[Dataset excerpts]
────────────────

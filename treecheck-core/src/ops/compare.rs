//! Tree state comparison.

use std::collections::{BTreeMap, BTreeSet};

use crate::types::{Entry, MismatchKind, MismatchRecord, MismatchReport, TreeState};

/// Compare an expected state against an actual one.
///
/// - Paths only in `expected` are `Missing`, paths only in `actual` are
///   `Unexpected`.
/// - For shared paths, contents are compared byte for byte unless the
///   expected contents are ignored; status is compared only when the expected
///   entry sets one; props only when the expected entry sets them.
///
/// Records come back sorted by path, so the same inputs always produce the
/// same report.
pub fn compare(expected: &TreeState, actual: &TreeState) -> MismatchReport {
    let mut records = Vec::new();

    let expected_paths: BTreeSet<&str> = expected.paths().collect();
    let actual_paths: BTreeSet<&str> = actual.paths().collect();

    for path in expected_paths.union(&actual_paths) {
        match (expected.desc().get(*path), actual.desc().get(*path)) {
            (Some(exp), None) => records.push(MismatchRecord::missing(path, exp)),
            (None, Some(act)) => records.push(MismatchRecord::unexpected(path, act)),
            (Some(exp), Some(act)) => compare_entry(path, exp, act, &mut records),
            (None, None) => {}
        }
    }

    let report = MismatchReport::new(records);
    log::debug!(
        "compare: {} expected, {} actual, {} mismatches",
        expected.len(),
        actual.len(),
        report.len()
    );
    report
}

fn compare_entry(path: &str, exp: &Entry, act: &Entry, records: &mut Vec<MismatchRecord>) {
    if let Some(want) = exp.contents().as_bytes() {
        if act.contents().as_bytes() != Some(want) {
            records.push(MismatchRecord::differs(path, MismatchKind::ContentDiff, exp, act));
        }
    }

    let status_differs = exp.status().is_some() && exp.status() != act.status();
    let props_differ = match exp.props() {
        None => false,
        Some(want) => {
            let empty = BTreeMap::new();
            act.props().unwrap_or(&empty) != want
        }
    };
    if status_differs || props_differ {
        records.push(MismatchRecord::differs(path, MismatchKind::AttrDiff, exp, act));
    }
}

────────────────

- What to produce
Copy exactly the lines above, from the one containing "always produce the" through the very last line.

- Response to the exercise
/// Records come back sorted by path, so the same inputs always produce the
/// same report.
pub fn compare(expected: &TreeState, actual: &TreeState) -> MismatchReport {
    let mut records = Vec::new();

    let expected_paths: BTreeSet<&str> = expected.paths().collect();
    let actual_paths: BTreeSet<&str> = actual.paths().collect();

    for path in expected_paths.union(&actual_paths) {
        match (expected.desc().get(*path), actual.desc().get(*path)) {
            (Some(exp), None) => records.push(MismatchRecord::missing(path, exp)),
            (None, Some(act)) => records.push(MismatchRecord::unexpected(path, act)),
            (Some(exp), Some(act)) => compare_entry(path, exp, act, &mut records),
            (None, None) => {}
        }
    }

    let report = MismatchReport::new(records);
    log::debug!(
        "compare: {} expected, {} actual, {} mismatches",
        expected.len(),
        actual.len(),
        report.len()
    );
    report
}

fn compare_entry(path: &str, exp: &Entry, act: &Entry, records: &mut Vec<MismatchRecord>) {
    if let Some(want) = exp.contents().as_bytes() {
        if act.contents().as_bytes() != Some(want) {
            records.push(MismatchRecord::differs(path, MismatchKind::ContentDiff, exp, act));
        }
    }

    let status_differs = exp.status().is_some() && exp.status() != act.status();
    let props_differ = match exp.props() {
        None => false,
        Some(want) => {
            let empty = BTreeMap::new();
            act.props().unwrap_or(&empty) != want
        }
    };
    if status_differs || props_differ {
        records.push(MismatchRecord::differs(path, MismatchKind::AttrDiff, exp, act));
    }
}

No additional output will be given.